(Collected data)
————
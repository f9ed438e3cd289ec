pub mod format;
pub mod models;
pub mod traits;
pub mod urls;
pub mod ytdlp;

pub use format::{available_qualities, format_expr, DEFAULT_QUALITY};
pub use models::{Format, VideoInfo};
pub use traits::Extractor;
pub use urls::is_youtube_url;
pub use ytdlp::YtDlpExtractor;
//! Data structures for video information

use serde::{Deserialize, Serialize};

/// Video information as reported by yt-dlp's `--dump-json`
#[derive(Debug, Clone, Serialize, Deserialize)]
pub struct VideoInfo {
    pub id: String,
    pub title: String,
    /// Canonical video page URL. The engine also emits a top-level
    /// `url` (the resolved media URL) for some videos; only the page
    /// URL is wanted here.
    #[serde(rename = "webpage_url")]
    pub url: String,
    /// Duration in seconds. yt-dlp emits integers for most extractors
    /// and floats for some, so this stays an f64.
    #[serde(default)]
    pub duration: Option<f64>,
    pub thumbnail: Option<String>,
    pub uploader: Option<String>,
    #[serde(default)]
    pub formats: Vec<Format>,
}

/// Video format information
#[derive(Debug, Clone, Default, Serialize, Deserialize)]
pub struct Format {
    pub format_id: String,
    #[serde(default)]
    pub ext: String,
    pub vcodec: Option<String>,
    pub acodec: Option<String>,
    pub width: Option<u32>,
    pub height: Option<u32>,
    #[serde(default)]
    pub filesize: Option<u64>,
    pub format_note: Option<String>,
}

impl Format {
    /// True when the format carries a video stream.
    pub fn has_video(&self) -> bool {
        self.vcodec
            .as_deref()
            .map_or(false, |v| v != "none" && !v.is_empty())
    }
}

#[cfg(test)]
mod tests {
    use super::*;

    #[test]
    fn parses_minimal_dump_json() {
        let json = r#"{
            "id": "dQw4w9WgXcQ",
            "title": "Sample Video",
            "webpage_url": "https://www.youtube.com/watch?v=dQw4w9WgXcQ",
            "duration": 212,
            "thumbnail": "https://i.ytimg.com/vi/dQw4w9WgXcQ/hq720.jpg",
            "uploader": "Sample Channel",
            "formats": [
                {"format_id": "137", "ext": "mp4", "vcodec": "avc1.640028", "acodec": "none", "height": 1080, "width": 1920},
                {"format_id": "140", "ext": "m4a", "vcodec": "none", "acodec": "mp4a.40.2"}
            ],
            "extractor": "youtube",
            "view_count": 123456
        }"#;

        let info: VideoInfo = serde_json::from_str(json).expect("parse");
        assert_eq!(info.id, "dQw4w9WgXcQ");
        assert_eq!(info.duration, Some(212.0));
        assert_eq!(info.formats.len(), 2);
        assert!(info.formats[0].has_video());
        assert!(!info.formats[1].has_video());
    }

    #[test]
    fn missing_optional_fields_default() {
        let json = r#"{"id": "x", "title": "t", "webpage_url": "https://youtu.be/x"}"#;
        let info: VideoInfo = serde_json::from_str(json).expect("parse");
        assert!(info.duration.is_none());
        assert!(info.thumbnail.is_none());
        assert!(info.formats.is_empty());
    }

    #[test]
    fn fractional_duration_is_accepted() {
        let json = r#"{"id": "x", "title": "t", "webpage_url": "https://youtu.be/x", "duration": 61.5}"#;
        let info: VideoInfo = serde_json::from_str(json).expect("parse");
        assert_eq!(info.duration, Some(61.5));
    }
}
//! Request handlers
//!
//! Route semantics: `/` serves the embedded front-end, `/api/info`
//! probes metadata for a URL, `/api/download` delegates the actual
//! fetch to the extraction engine and streams the produced file back.

use crate::extractor::{available_qualities, format_expr, is_youtube_url};
use crate::server::AppState;
use crate::utils::error::TubeserveError;
use crate::utils::paths;
use axum::body::Body;
use axum::extract::{Query, State};
use axum::http::{header, HeaderValue, StatusCode};
use axum::response::{Html, IntoResponse, Response};
use axum::Json;
use chrono::Utc;
use serde::{Deserialize, Serialize};
use serde_json::json;
use std::path::Path;
use tokio_util::io::ReaderStream;
use tracing::{error, info};

const ERR_URL_REQUIRED: &str = "URL is required";
const ERR_INVALID_URL: &str = "Invalid or unsupported URL";
const ERR_FETCH_INFO: &str = "Could not fetch video info. Please check the URL.";
const ERR_FILE_NOT_FOUND: &str = "File not found after download";

/// JSON error response with an HTTP status
#[derive(Debug)]
pub struct ApiError {
    status: StatusCode,
    message: String,
}

impl ApiError {
    fn new(status: StatusCode, message: impl Into<String>) -> Self {
        Self {
            status,
            message: message.into(),
        }
    }

    fn bad_request(message: impl Into<String>) -> Self {
        Self::new(StatusCode::BAD_REQUEST, message)
    }

    fn internal(message: impl Into<String>) -> Self {
        Self::new(StatusCode::INTERNAL_SERVER_ERROR, message)
    }
}

impl IntoResponse for ApiError {
    fn into_response(self) -> Response {
        (self.status, Json(json!({ "error": self.message }))).into_response()
    }
}

// ============================================================
// Page and asset routes
// ============================================================

pub async fn index() -> Html<&'static str> {
    Html(include_str!("../../static/index.html"))
}

pub async fn stylesheet() -> impl IntoResponse {
    (
        [(header::CONTENT_TYPE, "text/css; charset=utf-8")],
        include_str!("../../static/style.css"),
    )
}

pub async fn script() -> impl IntoResponse {
    (
        [(header::CONTENT_TYPE, "application/javascript; charset=utf-8")],
        include_str!("../../static/app.js"),
    )
}

pub async fn health(State(state): State<AppState>) -> Json<serde_json::Value> {
    Json(json!({
        "status": "ok",
        "engine": state.extractor.id(),
        "engine_ready": state.extractor.ready(),
        "uptime_seconds": (Utc::now() - state.started_at).num_seconds(),
    }))
}

// ============================================================
// API routes
// ============================================================

#[derive(Debug, Deserialize)]
pub struct InfoRequest {
    #[serde(default)]
    url: Option<String>,
}

#[derive(Debug, Serialize)]
pub struct InfoResponse {
    title: String,
    thumbnail: String,
    duration: String,
    author: String,
    webpage_url: String,
    qualities: Vec<String>,
}

/// POST /api/info: metadata for a video URL
pub async fn video_info(
    State(state): State<AppState>,
    Json(request): Json<InfoRequest>,
) -> Result<Json<InfoResponse>, ApiError> {
    let url = require_url(request.url)?;

    let info = state.extractor.probe(&url).await.map_err(|err| {
        error!("Info probe failed for {}: {}", url, err);
        ApiError::bad_request(ERR_FETCH_INFO)
    })?;

    let qualities = available_qualities(&info.formats);
    Ok(Json(InfoResponse {
        title: info.title,
        thumbnail: info.thumbnail.unwrap_or_default(),
        duration: format_duration(info.duration),
        author: info
            .uploader
            .unwrap_or_else(|| "Unknown Author".to_string()),
        webpage_url: info.url,
        qualities,
    }))
}

#[derive(Debug, Deserialize)]
pub struct DownloadQuery {
    url: Option<String>,
    quality: Option<String>,
}

/// GET /api/download: fetch the video and stream it back as an attachment
pub async fn download(
    State(state): State<AppState>,
    Query(query): Query<DownloadQuery>,
) -> Result<Response, ApiError> {
    let url = require_url(query.url)?;
    let quality = query
        .quality
        .filter(|q| !q.trim().is_empty())
        .unwrap_or_else(|| state.settings.default_quality.clone());
    let expr = format_expr(&quality);

    info!("Download requested: {} at {}", url, quality);

    let scratch = paths::create_scratch_dir(&state.settings.downloads_root)
        .await
        .map_err(|err| {
            error!("Failed to create scratch directory: {}", err);
            ApiError::internal(err.to_string())
        })?;

    let produced = state
        .extractor
        .fetch(&url, &expr, &scratch)
        .await
        .map_err(|err| {
            error!("Download failed for {}: {}", url, err);
            engine_error(err)
        })?;

    serve_file(&produced).await
}

fn require_url(url: Option<String>) -> Result<String, ApiError> {
    let url = url.map(|u| u.trim().to_string()).unwrap_or_default();
    if url.is_empty() {
        return Err(ApiError::bad_request(ERR_URL_REQUIRED));
    }
    if !is_youtube_url(&url) {
        return Err(ApiError::bad_request(ERR_INVALID_URL));
    }
    Ok(url)
}

fn engine_error(err: TubeserveError) -> ApiError {
    match err {
        TubeserveError::InvalidUrl(_) => ApiError::bad_request(err.to_string()),
        TubeserveError::FileMissing => ApiError::internal(ERR_FILE_NOT_FOUND),
        other => ApiError::internal(other.to_string()),
    }
}

/// Stream a file from disk as an attachment.
async fn serve_file(path: &Path) -> Result<Response, ApiError> {
    let file = tokio::fs::File::open(path).await.map_err(|err| {
        error!("Produced file {} unreadable: {}", path.display(), err);
        ApiError::internal(ERR_FILE_NOT_FOUND)
    })?;
    let length = file.metadata().await.ok().map(|m| m.len());

    let mut builder = Response::builder()
        .status(StatusCode::OK)
        .header(header::CONTENT_TYPE, content_type_for(path))
        .header(header::CONTENT_DISPOSITION, attachment_disposition(path));
    if let Some(length) = length {
        builder = builder.header(header::CONTENT_LENGTH, length);
    }

    let body = Body::from_stream(ReaderStream::new(file));
    builder
        .body(body)
        .map_err(|err| ApiError::internal(err.to_string()))
}

fn content_type_for(path: &Path) -> &'static str {
    match path.extension().and_then(|e| e.to_str()) {
        Some("mp4") | Some("m4v") => "video/mp4",
        Some("webm") => "video/webm",
        Some("mkv") => "video/x-matroska",
        Some("m4a") => "audio/mp4",
        Some("mp3") => "audio/mpeg",
        _ => "application/octet-stream",
    }
}

/// Build a Content-Disposition value that is always a valid header.
/// Video titles can contain anything; non-ASCII and quote characters
/// are replaced so the header never needs escaping.
fn attachment_disposition(path: &Path) -> HeaderValue {
    let filename = path
        .file_name()
        .and_then(|n| n.to_str())
        .unwrap_or("video.mp4");
    let safe: String = filename
        .chars()
        .map(|c| {
            if c == '"' || !(c.is_ascii_graphic() || c == ' ') {
                '_'
            } else {
                c
            }
        })
        .collect();
    HeaderValue::from_str(&format!("attachment; filename=\"{}\"", safe))
        .unwrap_or_else(|_| HeaderValue::from_static("attachment; filename=\"video.mp4\""))
}

/// Format a duration in seconds as M:SS.
fn format_duration(seconds: Option<f64>) -> String {
    let total = seconds.unwrap_or(0.0).max(0.0) as u64;
    format!("{}:{:02}", total / 60, total % 60)
}
//! HTTP surface
//!
//! One page route, two API routes and a health probe. Handlers are
//! stateless per-request; shared state is the extraction engine behind
//! its trait plus the resolved settings.

pub mod handlers;

use crate::extractor::Extractor;
use crate::utils::AppSettings;
use axum::routing::{get, post};
use axum::Router;
use chrono::{DateTime, Utc};
use std::sync::Arc;
use tower_http::trace::TraceLayer;
use tracing::info;

/// Shared application state
#[derive(Clone)]
pub struct AppState {
    pub extractor: Arc<dyn Extractor>,
    pub settings: Arc<AppSettings>,
    pub started_at: DateTime<Utc>,
}

impl AppState {
    pub fn new(extractor: Arc<dyn Extractor>, settings: AppSettings) -> Self {
        Self {
            extractor,
            settings: Arc::new(settings),
            started_at: Utc::now(),
        }
    }
}

/// Build the application router.
pub fn router(state: AppState) -> Router {
    Router::new()
        .route("/", get(handlers::index))
        .route("/static/style.css", get(handlers::stylesheet))
        .route("/static/app.js", get(handlers::script))
        .route("/healthz", get(handlers::health))
        .route("/api/info", post(handlers::video_info))
        .route("/api/download", get(handlers::download))
        .layer(TraceLayer::new_for_http())
        .with_state(state)
}

/// Bind and run the server until the process is stopped.
pub async fn serve(settings: AppSettings, extractor: Arc<dyn Extractor>) -> anyhow::Result<()> {
    let bind_address = settings.bind_address.clone();
    let app = router(AppState::new(extractor, settings));

    let listener = tokio::net::TcpListener::bind(&bind_address).await?;
    info!("Listening on http://{}", listener.local_addr()?);
    axum::serve(listener, app).await?;
    Ok(())
}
————
All lines of the records above with the word "axum" in them are to be copied.

| SOLUTION FOR THIS EXERCISE |
use axum::body::Body;
use axum::extract::{Query, State};
use axum::http::{header, HeaderValue, StatusCode};
use axum::response::{Html, IntoResponse, Response};
use axum::Json;
use axum::routing::{get, post};
use axum::Router;
    axum::serve(listener, app).await?;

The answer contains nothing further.